### DATA SUPPLIED

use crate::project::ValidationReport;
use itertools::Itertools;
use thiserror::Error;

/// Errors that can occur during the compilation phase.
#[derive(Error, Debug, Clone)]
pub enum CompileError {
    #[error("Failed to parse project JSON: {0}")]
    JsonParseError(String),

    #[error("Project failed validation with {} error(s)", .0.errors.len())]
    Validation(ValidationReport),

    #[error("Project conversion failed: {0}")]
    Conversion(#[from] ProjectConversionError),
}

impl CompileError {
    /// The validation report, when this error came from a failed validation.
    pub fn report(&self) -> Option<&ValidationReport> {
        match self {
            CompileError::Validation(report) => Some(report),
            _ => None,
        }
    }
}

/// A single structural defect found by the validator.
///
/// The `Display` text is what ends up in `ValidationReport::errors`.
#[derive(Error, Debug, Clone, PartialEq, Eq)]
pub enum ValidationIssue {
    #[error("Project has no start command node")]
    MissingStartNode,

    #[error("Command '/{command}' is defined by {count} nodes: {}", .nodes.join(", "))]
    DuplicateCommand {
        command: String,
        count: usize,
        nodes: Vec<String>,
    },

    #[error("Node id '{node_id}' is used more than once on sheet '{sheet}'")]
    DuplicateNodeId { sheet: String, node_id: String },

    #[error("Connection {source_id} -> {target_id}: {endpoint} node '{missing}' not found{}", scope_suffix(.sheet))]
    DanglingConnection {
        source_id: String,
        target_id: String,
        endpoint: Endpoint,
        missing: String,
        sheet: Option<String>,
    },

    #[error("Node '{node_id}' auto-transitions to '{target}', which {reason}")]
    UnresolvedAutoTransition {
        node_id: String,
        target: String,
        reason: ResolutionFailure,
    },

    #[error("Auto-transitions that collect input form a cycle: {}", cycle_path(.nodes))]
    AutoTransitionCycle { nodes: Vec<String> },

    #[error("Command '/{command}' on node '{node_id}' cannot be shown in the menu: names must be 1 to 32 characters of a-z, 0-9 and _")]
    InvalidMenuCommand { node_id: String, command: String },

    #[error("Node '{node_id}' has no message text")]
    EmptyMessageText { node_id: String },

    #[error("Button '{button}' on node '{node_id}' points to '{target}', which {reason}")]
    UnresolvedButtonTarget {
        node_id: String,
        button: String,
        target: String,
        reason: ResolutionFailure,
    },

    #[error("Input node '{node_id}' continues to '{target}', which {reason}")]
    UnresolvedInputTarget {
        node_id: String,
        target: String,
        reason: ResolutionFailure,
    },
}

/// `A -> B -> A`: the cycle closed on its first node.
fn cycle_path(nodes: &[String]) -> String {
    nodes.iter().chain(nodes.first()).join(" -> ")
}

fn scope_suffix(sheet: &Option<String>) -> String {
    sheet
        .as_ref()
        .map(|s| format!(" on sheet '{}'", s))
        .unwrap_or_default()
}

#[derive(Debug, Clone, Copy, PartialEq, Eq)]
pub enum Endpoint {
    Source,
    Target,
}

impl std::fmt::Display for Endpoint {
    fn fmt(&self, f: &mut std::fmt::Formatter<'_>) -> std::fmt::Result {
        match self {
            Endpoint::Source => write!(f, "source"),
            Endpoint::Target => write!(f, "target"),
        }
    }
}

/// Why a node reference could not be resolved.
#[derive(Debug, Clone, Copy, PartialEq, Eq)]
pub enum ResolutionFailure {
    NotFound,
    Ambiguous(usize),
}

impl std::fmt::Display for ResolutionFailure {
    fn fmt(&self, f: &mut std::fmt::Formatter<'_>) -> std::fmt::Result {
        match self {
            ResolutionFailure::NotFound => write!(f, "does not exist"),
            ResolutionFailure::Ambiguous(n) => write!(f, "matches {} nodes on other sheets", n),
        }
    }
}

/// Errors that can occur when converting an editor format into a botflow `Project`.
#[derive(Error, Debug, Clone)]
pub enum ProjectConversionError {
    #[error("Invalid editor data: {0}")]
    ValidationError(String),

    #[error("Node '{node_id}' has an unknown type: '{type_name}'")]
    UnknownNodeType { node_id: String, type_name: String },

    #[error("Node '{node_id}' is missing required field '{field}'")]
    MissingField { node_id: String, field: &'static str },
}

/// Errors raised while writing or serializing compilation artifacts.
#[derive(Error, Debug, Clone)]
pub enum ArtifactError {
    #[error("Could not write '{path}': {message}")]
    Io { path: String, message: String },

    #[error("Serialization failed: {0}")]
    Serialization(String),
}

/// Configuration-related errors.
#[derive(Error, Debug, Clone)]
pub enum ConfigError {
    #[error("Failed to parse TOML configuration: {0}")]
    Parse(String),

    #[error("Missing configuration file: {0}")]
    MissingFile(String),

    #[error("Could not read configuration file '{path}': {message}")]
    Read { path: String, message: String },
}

######

▶ WORK INSTRUCTION
Write the data back out verbatim.

▶ SOLUTION TO THIS PROBLEM
use crate::project::ValidationReport;
use itertools::Itertools;
use thiserror::Error;

/// Errors that can occur during the compilation phase.
#[derive(Error, Debug, Clone)]
pub enum CompileError {
    #[error("Failed to parse project JSON: {0}")]
    JsonParseError(String),

    #[error("Project failed validation with {} error(s)", .0.errors.len())]
    Validation(ValidationReport),

    #[error("Project conversion failed: {0}")]
    Conversion(#[from] ProjectConversionError),
}

impl CompileError {
    /// The validation report, when this error came from a failed validation.
    pub fn report(&self) -> Option<&ValidationReport> {
        match self {
            CompileError::Validation(report) => Some(report),
            _ => None,
        }
    }
}

/// A single structural defect found by the validator.
///
/// The `Display` text is what ends up in `ValidationReport::errors`.
#[derive(Error, Debug, Clone, PartialEq, Eq)]
pub enum ValidationIssue {
    #[error("Project has no start command node")]
    MissingStartNode,

    #[error("Command '/{command}' is defined by {count} nodes: {}", .nodes.join(", "))]
    DuplicateCommand {
        command: String,
        count: usize,
        nodes: Vec<String>,
    },

    #[error("Node id '{node_id}' is used more than once on sheet '{sheet}'")]
    DuplicateNodeId { sheet: String, node_id: String },

    #[error("Connection {source_id} -> {target_id}: {endpoint} node '{missing}' not found{}", scope_suffix(.sheet))]
    DanglingConnection {
        source_id: String,
        target_id: String,
        endpoint: Endpoint,
        missing: String,
        sheet: Option<String>,
    },

    #[error("Node '{node_id}' auto-transitions to '{target}', which {reason}")]
    UnresolvedAutoTransition {
        node_id: String,
        target: String,
        reason: ResolutionFailure,
    },

    #[error("Auto-transitions that collect input form a cycle: {}", cycle_path(.nodes))]
    AutoTransitionCycle { nodes: Vec<String> },

    #[error("Command '/{command}' on node '{node_id}' cannot be shown in the menu: names must be 1 to 32 characters of a-z, 0-9 and _")]
    InvalidMenuCommand { node_id: String, command: String },

    #[error("Node '{node_id}' has no message text")]
    EmptyMessageText { node_id: String },

    #[error("Button '{button}' on node '{node_id}' points to '{target}', which {reason}")]
    UnresolvedButtonTarget {
        node_id: String,
        button: String,
        target: String,
        reason: ResolutionFailure,
    },

    #[error("Input node '{node_id}' continues to '{target}', which {reason}")]
    UnresolvedInputTarget {
        node_id: String,
        target: String,
        reason: ResolutionFailure,
    },
}

/// `A -> B -> A`: the cycle closed on its first node.
fn cycle_path(nodes: &[String]) -> String {
    nodes.iter().chain(nodes.first()).join(" -> ")
}

fn scope_suffix(sheet: &Option<String>) -> String {
    sheet
        .as_ref()
        .map(|s| format!(" on sheet '{}'", s))
        .unwrap_or_default()
}

#[derive(Debug, Clone, Copy, PartialEq, Eq)]
pub enum Endpoint {
    Source,
    Target,
}

impl std::fmt::Display for Endpoint {
    fn fmt(&self, f: &mut std::fmt::Formatter<'_>) -> std::fmt::Result {
        match self {
            Endpoint::Source => write!(f, "source"),
            Endpoint::Target => write!(f, "target"),
        }
    }
}

/// Why a node reference could not be resolved.
#[derive(Debug, Clone, Copy, PartialEq, Eq)]
pub enum ResolutionFailure {
    NotFound,
    Ambiguous(usize),
}

impl std::fmt::Display for ResolutionFailure {
    fn fmt(&self, f: &mut std::fmt::Formatter<'_>) -> std::fmt::Result {
        match self {
            ResolutionFailure::NotFound => write!(f, "does not exist"),
            ResolutionFailure::Ambiguous(n) => write!(f, "matches {} nodes on other sheets", n),
        }
    }
}

/// Errors that can occur when converting an editor format into a botflow `Project`.
#[derive(Error, Debug, Clone)]
pub enum ProjectConversionError {
    #[error("Invalid editor data: {0}")]
    ValidationError(String),

    #[error("Node '{node_id}' has an unknown type: '{type_name}'")]
    UnknownNodeType { node_id: String, type_name: String },

    #[error("Node '{node_id}' is missing required field '{field}'")]
    MissingField { node_id: String, field: &'static str },
}

/// Errors raised while writing or serializing compilation artifacts.
#[derive(Error, Debug, Clone)]
pub enum ArtifactError {
    #[error("Could not write '{path}': {message}")]
    Io { path: String, message: String },

    #[error("Serialization failed: {0}")]
    Serialization(String),
}

/// Configuration-related errors.
#[derive(Error, Debug, Clone)]
pub enum ConfigError {
    #[error("Failed to parse TOML configuration: {0}")]
    Parse(String),

    #[error("Missing configuration file: {0}")]
    MissingFile(String),

    #[error("Could not read configuration file '{path}': {message}")]
    Read { path: String, message: String },
}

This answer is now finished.